Ask HN:  How do you make money on a non-viral iPhone app? - amichail

Suppose that the number of daily purchases without ongoing advertising would be too small to make any reasonable money.<p>Would constant spending on advertising potentially be profitable?<p>What sorts of numbers are involved?  How would one proceed in this direction?
======
jzdziarski
I have several applications in the AppStore. Among them is a ballistics
calculator that caters to only a small group of people. I've found that the
same basic rules apply to the AppStore, that apply elsewhere in life: work
hard, design a quality product, and support it... you'll make good money. Word
of mouth is the best advertising you can have. Have an occasional sale when
sales slow down and that's all you need to know.

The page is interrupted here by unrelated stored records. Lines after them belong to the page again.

use std::cmp::Ordering;
use std::str::FromStr;

use super::task::{Task, TaskId};

/// A task field that can be filtered or sorted on.
#[derive(Debug, Clone, Copy, PartialEq, Eq, Hash)]
pub enum TaskField {
    Id,
    Category,
    Urgency,
    Date,
    Content,
    User,
    Checked,
}

impl TaskField {
    pub fn as_str(&self) -> &'static str {
        match self {
            Self::Id => "id",
            Self::Category => "category",
            Self::Urgency => "urgency",
            Self::Date => "date",
            Self::Content => "content",
            Self::User => "user",
            Self::Checked => "checked",
        }
    }

    /// The field's value in the same text form records use.
    pub fn value_of(&self, task: &Task) -> String {
        match self {
            Self::Id => task.id.to_string(),
            Self::Category => task.category.to_string(),
            Self::Urgency => task.urgency.as_str().to_string(),
            Self::Date => task.date.to_raw().unwrap_or_default(),
            Self::Content => task.content.clone(),
            Self::User => task.user.clone(),
            Self::Checked => task.checked.to_string(),
        }
    }
}

impl FromStr for TaskField {
    type Err = String;

    fn from_str(s: &str) -> Result<Self, Self::Err> {
        match s.trim().to_ascii_lowercase().as_str() {
            "id" => Ok(Self::Id),
            "category" => Ok(Self::Category),
            "urgency" => Ok(Self::Urgency),
            "date" => Ok(Self::Date),
            "content" => Ok(Self::Content),
            "user" => Ok(Self::User),
            "checked" => Ok(Self::Checked),
            other => Err(format!("unknown task field: {}", other)),
        }
    }
}

#[derive(Debug, Clone, Copy, PartialEq, Eq, Default)]
pub enum SortOrder {
    #[default]
    Ascending,
    Descending,
}

impl FromStr for SortOrder {
    type Err = String;

    fn from_str(s: &str) -> Result<Self, Self::Err> {
        match s.trim().to_ascii_lowercase().as_str() {
            "asc" | "ascending" => Ok(Self::Ascending),
            "desc" | "descending" => Ok(Self::Descending),
            other => Err(format!("unknown sort order: {}", other)),
        }
    }
}

/// Tasks whose `field` equals `value` exactly (case- and whitespace-sensitive).
pub fn filter<'a>(tasks: &'a [Task], field: TaskField, value: &str) -> Vec<&'a Task> {
    tasks
        .iter()
        .filter(|t| field.value_of(t) == value)
        .collect()
}

/// Stable sort by `field`.
///
/// Urgency sorts by rank, dates chronologically with undated tasks last,
/// text lexically. Ties fall back to id so the order is total.
pub fn order_by(tasks: &mut [&Task], field: TaskField, order: SortOrder) {
    tasks.sort_by(|a, b| {
        compare_field(a, b, field, order).then_with(|| compare_ids(&a.id, &b.id))
    });
}

/// `order` flips the comparison of present values only; undated tasks stay last.
fn compare_field(a: &Task, b: &Task, field: TaskField, order: SortOrder) -> Ordering {
    let directed = |ordering: Ordering| match order {
        SortOrder::Ascending => ordering,
        SortOrder::Descending => ordering.reverse(),
    };
    match field {
        TaskField::Id => directed(compare_ids(&a.id, &b.id)),
        TaskField::Category => directed(a.category.cmp(&b.category)),
        TaskField::Urgency => directed(a.urgency.rank().cmp(&b.urgency.rank())),
        TaskField::Date => match (a.date.date(), b.date.date()) {
            (Some(x), Some(y)) => directed(x.cmp(&y)),
            (Some(_), None) => Ordering::Less,
            (None, Some(_)) => Ordering::Greater,
            (None, None) => Ordering::Equal,
        },
        TaskField::Content => directed(a.content.cmp(&b.content)),
        TaskField::User => directed(a.user.cmp(&b.user)),
        TaskField::Checked => directed(a.checked.cmp(&b.checked)),
    }
}

/// Numeric ids in numeric order, before any non-numeric ids in lexical order.
fn compare_ids(a: &TaskId, b: &TaskId) -> Ordering {
    match (a.as_number(), b.as_number()) {
        (Some(x), Some(y)) => x.cmp(&y).then_with(|| a.cmp(b)),
        (Some(_), None) => Ordering::Less,
        (None, Some(_)) => Ordering::Greater,
        (None, None) => a.cmp(b),
    }
}

/// The active filter and ordering applied before rendering.
#[derive(Debug, Clone, Default, PartialEq, Eq)]
pub struct TaskView {
    pub filter: Option<(TaskField, String)>,
    pub order: Option<(TaskField, SortOrder)>,
}

impl TaskView {
    pub fn apply<'a>(&self, tasks: &'a [Task]) -> Vec<&'a Task> {
        let mut visible = match &self.filter {
            Some((field, value)) => filter(tasks, *field, value),
            None => tasks.iter().collect(),
        };
        if let Some((field, order)) = self.order {
            order_by(&mut visible, field, order);
        }
        visible
    }
}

You don't have to spam, advertise, or write a bunch of useless rubber-dog-poop
toys. Just make something that's good quality and keep supporting it.

------
ujjwalg
My personal experience is very similar to what jzdziarski mentioned. Make a
good quality app and support it, you will make money on it. Dont invest money
on marketing, I have heard horror stories about it, unless you are someone
like EA, amazon or target.

There are a few dirty tricks that I have noticed being constantly used by
other developers like releasing an update as soon as your previous update gets
approved to be in the new release section. We don't do that because we are
serving a niche market and we don't want to upset users, but it works. (IQ
Test by McPhun is amongst top 5 apps in education for last 6 months and they
come out with an update every week. They do it for almost all their apps.)